As part of our Money Milestones campaign, we wanted to understand how people were feeling about their retirements and how confident they were in achieving the rewards for a life of hard work
This is the first of a series of informal touchpoints and the data sizes are quite small. But it helps us get a feel for where people generally are in their retirement journey.
So firstly, let’s look at the retirement confidence survey findings.
What’s your retirement confidence level?
When asked about their general level of confidence in retirement, less than a quarter (23%) said they were fully confident but just as many were not very confident. A further 41% said they were somewhat confident and 14% haven’t started their retirement planning.

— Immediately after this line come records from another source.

//! Random number generation for chance rolls.
//!
//! ## Key Features
//!
//! - **Deterministic**: Same seed produces identical rolls (tests, replays)
//! - **Percent rolls**: Uniform samples in `[0, 100)` for activation chances
//! - **Single draw**: every activation check consumes exactly one sample
//!
//! ```
//! use enchant_engine::core::EngineRng;
//!
//! let mut rng = EngineRng::new(42);
//! let roll = rng.roll_percent();
//! assert!((0.0..100.0).contains(&roll));
//!
//! // Weight 100 always passes, weight 0 never does.
//! assert!(rng.passes(100));
//! assert!(!rng.passes(0));
//! ```

use rand::{Rng, SeedableRng};
use rand_chacha::ChaCha8Rng;

/// Deterministic RNG backing every chance roll in the engine.
///
/// Uses ChaCha8 for speed while keeping good statistical quality.
#[derive(Clone, Debug)]
pub struct EngineRng {
    inner: ChaCha8Rng,
}

impl EngineRng {
    /// Create a new RNG with the given seed.
    #[must_use]
    pub fn new(seed: u64) -> Self {
        Self {
            inner: ChaCha8Rng::seed_from_u64(seed),
        }
    }

    /// Create an RNG seeded from the operating system.
    #[must_use]
    pub fn from_entropy() -> Self {
        Self::new(rand::random())
    }

    /// Draw one uniform sample in `[0, 100)`.
    pub fn roll_percent(&mut self) -> f64 {
        self.inner.gen_range(0.0..100.0)
    }

    /// Roll against an activation weight in `[0, 100]`.
    ///
    /// Exactly one sample is drawn per call, whatever the weight.
    pub fn passes(&mut self, weight: u8) -> bool {
        self.roll_percent() < f64::from(weight)
    }

    /// Generate a random integer in the given inclusive range.
    pub fn gen_range_inclusive(&mut self, range: std::ops::RangeInclusive<u32>) -> u32 {
        if range.is_empty() {
            return *range.start();
        }
        self.inner.gen_range(range)
    }

    /// Choose a random element from a slice.
    #[must_use]
    pub fn choose<'a, T>(&mut self, slice: &'a [T]) -> Option<&'a T> {
        use rand::seq::SliceRandom;
        slice.choose(&mut self.inner)
    }
}
//! Trigger dispatch integration tests.
//!
//! These drive a full `EnchantEngine` against the in-memory world and check
//! the observable outcomes of abilities firing.

use std::sync::Arc;

use proptest::prelude::*;

use enchant_engine::abilities::{AbilityDefinition, LevelDefinition, Slot};
use enchant_engine::conditions::{Comparator, ConditionContext, ConditionEvaluator};
use enchant_engine::core::{
    EngineConfig, EngineRng, EntityId, EntityKind, EquipmentSlot, ItemStack, Location, ManualClock,
    PotionType, Timestamp,
};
use enchant_engine::effects::ExecOutcome;
use enchant_engine::engine::EnchantEngine;
use enchant_engine::grammar::{EffectKind, EncodedInstruction};
use enchant_engine::sim::SimWorld;
use enchant_engine::triggers::{ActivationOutcome, Fizzle, GameEvent, TriggerKind};

fn engine(seed: u64) -> EnchantEngine {
    let clock = ManualClock::new(Timestamp(0));
    EnchantEngine::new(EngineConfig::default(), Arc::new(clock), EngineRng::new(seed))
}

fn arena() -> (SimWorld, EntityId, EntityId) {
    let mut world = SimWorld::new();
    let player = world.spawn(EntityKind::Player, Location::new(0.0, 64.0, 0.0));
    let zombie = world.spawn(EntityKind::Zombie, Location::new(2.0, 64.0, 0.0));
    (world, player, zombie)
}

fn hit(attacker: EntityId, victim: EntityId) -> GameEvent {
    GameEvent::EntityDamage {
        attacker,
        victim,
        damage: 5.0,
    }
}

/// Speed II boots apply Speed with amplifier 1 on a passive event.
#[test]
fn test_speed_boots_passive() {
    let mut engine = engine(1);
    let (mut world, player, _) = arena();
    world.equip(
        player,
        EquipmentSlot::Boots,
        ItemStack::new("DIAMOND_BOOTS", 1).with_enchant("Speed", 2),
    );

    let report = engine.handle_event(&mut world, &GameEvent::Passive { actor: player });

    assert_eq!(report.fired_count(), 1);
    let potions = world.potions(player);
    assert_eq!(potions.len(), 1);
    assert_eq!(potions[0].kind, PotionType::Speed);
    assert_eq!(potions[0].amplifier, 1);
    assert_eq!(potions[0].duration_ticks, 100 * 20);
}

/// Speed on a sword does nothing: the item is not in an accepted slot.
#[test]
fn test_speed_in_hand_ignored() {
    let mut engine = engine(1);
    let (mut world, player, _) = arena();
    world.equip(
        player,
        EquipmentSlot::MainHand,
        ItemStack::new("DIAMOND_SWORD", 1).with_enchant("Speed", 2),
    );

    let report = engine.handle_event(&mut world, &GameEvent::Passive { actor: player });

    assert!(report.activations.is_empty());
    assert!(world.potions(player).is_empty());
}

/// A 30% ability fires roughly 30% of the time over many trials.
#[test]
fn test_chance_proportion() {
    let mut engine = engine(2024);
    engine
        .store_mut()
        .insert(
            AbilityDefinition::new("Lucky", Slot::Held, TriggerKind::OnHit)
                .with_level(1, LevelDefinition::new(30, &["EXPERIENCE:1"])),
        )
        .unwrap();
    let (mut world, player, zombie) = arena();
    world.equip(
        player,
        EquipmentSlot::MainHand,
        ItemStack::new("IRON_SWORD", 1).with_enchant("Lucky", 1),
    );

    let trials = 10_000;
    let fired: usize = (0..trials)
        .map(|_| engine.handle_event(&mut world, &hit(player, zombie)).fired_count())
        .sum();

    let rate = fired as f64 / trials as f64;
    assert!((0.27..=0.33).contains(&rate), "fire rate {rate}");
    assert_eq!(world.entity(player).unwrap().experience, fired as u32);
}

/// Weight 0 never fires and weight 100 always fires.
#[test]
fn test_chance_bounds() {
    let mut engine = engine(5);
    for (name, chance) in [("Never", 0), ("Always", 100)] {
        engine
            .store_mut()
            .insert(
                AbilityDefinition::new(name, Slot::Held, TriggerKind::OnHit)
                    .with_level(1, LevelDefinition::new(chance, &["EXPERIENCE:1"])),
            )
            .unwrap();
    }
    let (mut world, player, zombie) = arena();
    world.equip(
        player,
        EquipmentSlot::MainHand,
        ItemStack::new("IRON_SWORD", 1)
            .with_enchant("Never", 1)
            .with_enchant("Always", 1),
    );

    for _ in 0..500 {
        let report = engine.handle_event(&mut world, &hit(player, zombie));
        for activation in &report.activations {
            match activation.ability.as_str() {
                "Always" => assert!(activation.fired()),
                "Never" => assert_eq!(
                    activation.outcome,
                    ActivationOutcome::Fizzled(Fizzle::ChanceRoll)
                ),
                other => panic!("unexpected ability {other}"),
            }
        }
    }
    assert_eq!(world.entity(player).unwrap().experience, 500);
}

/// An unknown instruction is a no-op; the rest of the script still runs.
#[test]
fn test_unknown_effect_is_noop() {
    let mut engine = engine(3);
    engine
        .store_mut()
        .insert(
            AbilityDefinition::new("Odd", Slot::Held, TriggerKind::OnHit)
                .with_level(1, LevelDefinition::new(100, &["TELEPORT_HOME:1", "EXPERIENCE:7"])),
        )
        .unwrap();
    let (mut world, player, zombie) = arena();
    world.equip(
        player,
        EquipmentSlot::MainHand,
        ItemStack::new("IRON_SWORD", 1).with_enchant("Odd", 1),
    );

    let report = engine.handle_event(&mut world, &hit(player, zombie));

    let fired: Vec<_> = report.fired().collect();
    assert_eq!(fired.len(), 1);
    assert_eq!(
        fired[0].outcome,
        ActivationOutcome::Fired(vec![
            ExecOutcome::Unknown,
            ExecOutcome::Applied(EffectKind::Experience),
        ])
    );
    assert_eq!(world.entity(player).unwrap().experience, 7);
}

/// A damage modifier rewrites the damage the host applies.
#[test]
fn test_damage_modifier_reaches_payload() {
    let mut engine = engine(3);
    engine
        .store_mut()
        .insert(
            AbilityDefinition::new("Sharp", Slot::Held, TriggerKind::OnHit)
                .with_level(1, LevelDefinition::new(100, &["DAMAGE_MODIFIER:1.5"])),
        )
        .unwrap();
    let (mut world, player, zombie) = arena();
    world.equip(
        player,
        EquipmentSlot::MainHand,
        ItemStack::new("IRON_SWORD", 1).with_enchant("Sharp", 1),
    );

    let report = engine.handle_event(&mut world, &hit(player, zombie));
    assert_eq!(report.payload.damage, Some(7.5));
}

/// A condition that fails stops the ability before any effect.
#[test]
fn test_condition_gate() {
    let mut engine = engine(3);
    engine
        .store_mut()
        .insert(
            AbilityDefinition::new("Last Stand", Slot::Held, TriggerKind::OnHit).with_level(
                1,
                LevelDefinition::new(100, &["HEAL:4"]).with_condition("PLAYER_HEALTH:<:6"),
            ),
        )
        .unwrap();
    let (mut world, player, zombie) = arena();
    world.equip(
        player,
        EquipmentSlot::MainHand,
        ItemStack::new("IRON_SWORD", 1).with_enchant("Last Stand", 1),
    );

    let report = engine.handle_event(&mut world, &hit(player, zombie));
    assert_eq!(report.activations[0].outcome, ActivationOutcome::Fizzled(Fizzle::Conditions));

    world.entity_mut(player).unwrap().health = 5.0;
    let report = engine.handle_event(&mut world, &hit(player, zombie));
    assert_eq!(report.fired_count(), 1);
    assert_eq!(world.entity(player).unwrap().health, 9.0);
}

proptest! {
    /// `PLAYER_HEALTH:<op>:<value>` agrees with the numeric comparison.
    #[test]
    fn prop_health_comparators(health in 0.0f64..40.0, threshold in -5i64..40, index in 0usize..6) {
        let (op, token) = Comparator::ALL[index];
        let mut world = SimWorld::new();
        let player = world.spawn(EntityKind::Player, Location::new(0.0, 64.0, 0.0));
        world.entity_mut(player).unwrap().health = health;

        let instruction = EncodedInstruction::parse(format!("PLAYER_HEALTH:{token}:{threshold}"));
        let ctx = ConditionContext::new(&world, player, player);
        prop_assert_eq!(
            ConditionEvaluator::evaluate_instruction(&instruction, &ctx),
            op.compare(health, threshold as f64)
        );
    }

    /// Thresholds with a fractional part read as 1.
    #[test]
    fn prop_fractional_threshold_reads_as_one(health in 0.0f64..40.0, whole in 0u32..40, frac in 1u32..10) {
        let mut world = SimWorld::new();
        let player = world.spawn(EntityKind::Player, Location::new(0.0, 64.0, 0.0));
        world.entity_mut(player).unwrap().health = health;

        let instruction = EncodedInstruction::parse(format!("PLAYER_HEALTH:<:{whole}.{frac}"));
        let ctx = ConditionContext::new(&world, player, player);
        prop_assert_eq!(ConditionEvaluator::evaluate_instruction(&instruction, &ctx), health < 1.0);
    }

    /// Unknown operators always pass.
    #[test]
    fn prop_unknown_operator_passes(health in 0.0f64..40.0, op in "[a-z~]{1,3}") {
        let mut world = SimWorld::new();
        let player = world.spawn(EntityKind::Player, Location::new(0.0, 64.0, 0.0));
        world.entity_mut(player).unwrap().health = health;

        let instruction = EncodedInstruction::parse(format!("TARGET_HEALTH:{op}:10"));
        let ctx = ConditionContext::new(&world, player, player);
        prop_assert!(ConditionEvaluator::evaluate_instruction(&instruction, &ctx));
    }
}
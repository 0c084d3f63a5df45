//! Trigger system for event-driven abilities.
//!
//! The host forwards game events; the dispatcher decides which abilities
//! they activate and runs them.
//!
//! ## Key Components
//!
//! - [`GameEvent`]: an event notification from the host
//! - [`TriggerKind`]: the class of event an ability listens to
//! - [`EventPayload`]: event data effects may rewrite (damage, drops, item)
//! - [`TriggerDispatcher`]: resolve, roll, gate and execute
//!
//! ## Example Usage
//!
//! ```
//! use enchant_engine::abilities::AbilityStore;
//! use enchant_engine::core::{
//!     EngineConfig, EngineRng, EntityKind, EquipmentSlot, ItemStack, Location, Timestamp,
//! };
//! use enchant_engine::mutations::MutationTracker;
//! use enchant_engine::sim::SimWorld;
//! use enchant_engine::support::SupportRegistry;
//! use enchant_engine::triggers::{DispatchEnv, GameEvent, TriggerDispatcher};
//!
//! let mut world = SimWorld::new();
//! let player = world.spawn(EntityKind::Player, Location::new(0.0, 64.0, 0.0));
//! world.equip(
//!     player,
//!     EquipmentSlot::Boots,
//!     ItemStack::new("IRON_BOOTS", 1).with_enchant("Speed", 2),
//! );
//!
//! let store = AbilityStore::with_defaults();
//! let mut mutations = MutationTracker::new();
//! let support = SupportRegistry::new();
//! let config = EngineConfig::default();
//! let mut dispatcher = TriggerDispatcher::new(EngineRng::new(1));
//!
//! let mut env = DispatchEnv {
//!     world: &mut world,
//!     store: &store,
//!     mutations: &mut mutations,
//!     support: &support,
//!     config: &config,
//!     now: Timestamp(0),
//! };
//! let report = dispatcher.dispatch(&GameEvent::Passive { actor: player }, &mut env);
//!
//! assert_eq!(report.fired_count(), 1);
//! assert_eq!(world.potions(player)[0].amplifier, 1);
//! ```

mod dispatcher;
mod event;

pub use dispatcher::{
    AbilityActivation, ActivationOutcome, DispatchEnv, DispatchReport, Fizzle, TriggerDispatcher,
};
pub use event::{Activation, EventPayload, GameEvent, TriggerKind};
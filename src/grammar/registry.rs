//! Instruction name registry.
//!
//! Maps instruction names to the closed set of effect and condition kinds.
//! A lookup miss is an ordinary outcome: effects with unknown names are
//! skipped and conditions with unknown names pass, so data written for a
//! newer engine still loads on an older one.

use serde::{Deserialize, Serialize};
use strum::{EnumIter, EnumString, IntoStaticStr};

use super::instruction::EncodedInstruction;

/// Every effect the interpreter knows how to run.
#[derive(
    Clone, Copy, Debug, PartialEq, Eq, Hash, Serialize, Deserialize, EnumIter, EnumString, IntoStaticStr,
)]
#[strum(serialize_all = "SCREAMING_SNAKE_CASE")]
pub enum EffectKind {
    Potion,
    Feed,
    Fire,
    Explode,
    Smelt,
    Infusion,
    Aura,
    Lightning,
    Experience,
    Heal,
    DamageModifier,
    DropHead,
    Multishot,
    ReplaceNear,
    Coat,
    Telepathy,
}

impl EffectKind {
    /// Look up an upper-cased instruction name.
    #[must_use]
    pub fn lookup(name: &str) -> Option<Self> {
        name.parse().ok()
    }

    /// The registry key for this kind.
    #[must_use]
    pub fn name(self) -> &'static str {
        self.into()
    }
}

/// Every condition the evaluator knows how to check.
#[derive(
    Clone, Copy, Debug, PartialEq, Eq, Hash, Serialize, Deserialize, EnumIter, EnumString, IntoStaticStr,
)]
pub enum ConditionKind {
    #[strum(serialize = "PLAYER_HEALTH")]
    PlayerHealth,
    #[strum(serialize = "TARGET_HEALTH")]
    TargetHealth,
    #[strum(serialize = "ISWEARING")]
    IsWearing,
    #[strum(serialize = "ISHOLDING")]
    IsHolding,
}

impl ConditionKind {
    #[must_use]
    pub fn lookup(name: &str) -> Option<Self> {
        name.parse().ok()
    }

    #[must_use]
    pub fn name(self) -> &'static str {
        self.into()
    }
}

/// Names in `instructions` that match no effect kind.
///
/// Used for load-time warnings only; unknown names stay in the data.
pub fn unknown_effects<'a>(
    instructions: impl IntoIterator<Item = &'a EncodedInstruction>,
) -> Vec<&'a str> {
    instructions
        .into_iter()
        .filter(|i| EffectKind::lookup(i.name()).is_none())
        .map(EncodedInstruction::as_str)
        .collect()
}

/// Names in `instructions` that match no condition kind.
pub fn unknown_conditions<'a>(
    instructions: impl IntoIterator<Item = &'a EncodedInstruction>,
) -> Vec<&'a str> {
    instructions
        .into_iter()
        .filter(|i| ConditionKind::lookup(i.name()).is_none())
        .map(EncodedInstruction::as_str)
        .collect()
}

#[cfg(test)]
mod tests {
    use super::*;
    use strum::IntoEnumIterator;

    #[test]
    fn test_effect_lookup() {
        assert_eq!(EffectKind::lookup("POTION"), Some(EffectKind::Potion));
        assert_eq!(EffectKind::lookup("DAMAGE_MODIFIER"), Some(EffectKind::DamageModifier));
        assert_eq!(EffectKind::lookup("REPLACE_NEAR"), Some(EffectKind::ReplaceNear));
        assert_eq!(EffectKind::lookup("TELEPORT"), None);
        assert_eq!(EffectKind::lookup(""), None);
    }

    #[test]
    fn test_condition_lookup() {
        assert_eq!(ConditionKind::lookup("ISWEARING"), Some(ConditionKind::IsWearing));
        assert_eq!(ConditionKind::lookup("TARGET_HEALTH"), Some(ConditionKind::TargetHealth));
        assert_eq!(ConditionKind::lookup("IS_WEARING"), None);
    }

    #[test]
    fn test_names_round_trip() {
        for kind in EffectKind::iter() {
            assert_eq!(EffectKind::lookup(kind.name()), Some(kind));
        }
        for kind in ConditionKind::iter() {
            assert_eq!(ConditionKind::lookup(kind.name()), Some(kind));
        }
        assert_eq!(EffectKind::iter().count(), 16);
        assert_eq!(ConditionKind::iter().count(), 4);
    }

    #[test]
    fn test_unknown_names() {
        let effects = [
            EncodedInstruction::parse("POTION:SPEED:1:10"),
            EncodedInstruction::parse("SUMMON_DRAGON:1"),
        ];
        assert_eq!(unknown_effects(&effects), vec!["SUMMON_DRAGON:1"]);

        let conditions = [EncodedInstruction::parse("is_holding:STICK")];
        assert_eq!(unknown_conditions(&conditions), vec!["is_holding:STICK"]);
    }
}
//! Instruction grammar and name registry.
//!
//! - [`EncodedInstruction`]: colon-delimited instruction text, split once
//! - [`EffectKind`] / [`ConditionKind`]: the closed set of known names
//!
//! Effects and conditions share the grammar; which registry a name is looked
//! up in depends on whether the instruction sits in a level's effect list or
//! its condition list.

mod instruction;
mod registry;

pub use instruction::{EncodedInstruction, DELIMITER};
pub use registry::{unknown_conditions, unknown_effects, ConditionKind, EffectKind};
//! Per-actor last-use timestamps.

use std::time::Duration;

use rustc_hash::FxHashMap;

use crate::core::{EntityId, Timestamp};

/// Timestamp store keyed by actor.
///
/// Entries are created on the first successful use and overwritten on each
/// later one. They are never removed; the map is bounded by the number of
/// distinct actors seen.
///
/// ## Example
///
/// ```
/// use std::time::Duration;
/// use enchant_engine::cooldowns::CooldownRegistry;
/// use enchant_engine::core::{EntityId, Timestamp};
///
/// let mut cooldowns = CooldownRegistry::new();
/// let cooldown = Duration::from_secs(5);
///
/// cooldowns.apply_cooldown(EntityId(1), Timestamp(0));
/// assert!(cooldowns.is_on_cooldown(EntityId(1), cooldown, Timestamp(4_999)));
/// assert!(!cooldowns.is_on_cooldown(EntityId(1), cooldown, Timestamp(5_000)));
/// ```
#[derive(Clone, Debug, Default)]
pub struct CooldownRegistry {
    last_use: FxHashMap<EntityId, Timestamp>,
}

impl CooldownRegistry {
    #[must_use]
    pub fn new() -> Self {
        Self::default()
    }

    /// Whether `actor` used the gated action less than `cooldown` ago.
    #[must_use]
    pub fn is_on_cooldown(&self, actor: EntityId, cooldown: Duration, now: Timestamp) -> bool {
        !self.remaining_time(actor, cooldown, now).is_zero()
    }

    /// Time left before `actor` may use the action again; zero when free.
    #[must_use]
    pub fn remaining_time(&self, actor: EntityId, cooldown: Duration, now: Timestamp) -> Duration {
        self.last_use
            .get(&actor)
            .map_or(Duration::ZERO, |&last| cooldown.saturating_sub(now.since(last)))
    }

    /// Record a successful use at `now`.
    pub fn apply_cooldown(&mut self, actor: EntityId, now: Timestamp) {
        self.last_use.insert(actor, now);
    }

    /// When `actor` last used the action.
    #[must_use]
    pub fn last_use(&self, actor: EntityId) -> Option<Timestamp> {
        self.last_use.get(&actor).copied()
    }

    #[must_use]
    pub fn len(&self) -> usize {
        self.last_use.len()
    }

    #[must_use]
    pub fn is_empty(&self) -> bool {
        self.last_use.is_empty()
    }
}
//! Gating conditions for ability levels.
//!
//! - [`Condition`]: a parsed predicate (health comparisons, equipment checks)
//! - [`ConditionEvaluator`]: AND-evaluation of a level's encoded conditions
//!
//! Unknown condition names evaluate to true so abilities written for newer
//! condition kinds keep activating.

mod condition;
mod evaluator;

pub use condition::{Comparator, Comparison, Condition, DEFAULT_THRESHOLD};
pub use evaluator::{ConditionContext, ConditionEvaluator};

Source: LinkedIn poll conducted on 17th June 2024; 111[RM1] [RM2] [SP3] [RM4] respondents.
Someone commented: “I’m confident that I’ll retire (if I live that long), [I] am confident in my retirement planning to date, although [I] am unsure to what extent I’ll be confident when retired.”
And that’s an important point to consider. As our lives change, our standards of living change, and our expectations of what we want from retirement can change. The plans we put in place early on in our career might not reflect where we are today or where we might be in the future.
We should all regularly review our retirement savings strategy to make sure the retirement we want is in reach.
Read more: How to set retirement goals
Do you know how much you need for your dream retirement?
We can only be confident in our retirement planning if we know how much retirement is likely to cost. After all, how do you know if you are close to achieving your target if you don’t know what that target is?
Just under a quarter of those asked (23%) not only knew how much retirement would cost but believed they were on track to achieving it. Just over a quarter (28%) knew how much they needed to save but didn’t think they were on track. Worryingly almost four in ten people (39%) did not know how much retirement is likely to cost them.
Source: LinkedIn poll conducted on 18th April 2024; 99 respondents.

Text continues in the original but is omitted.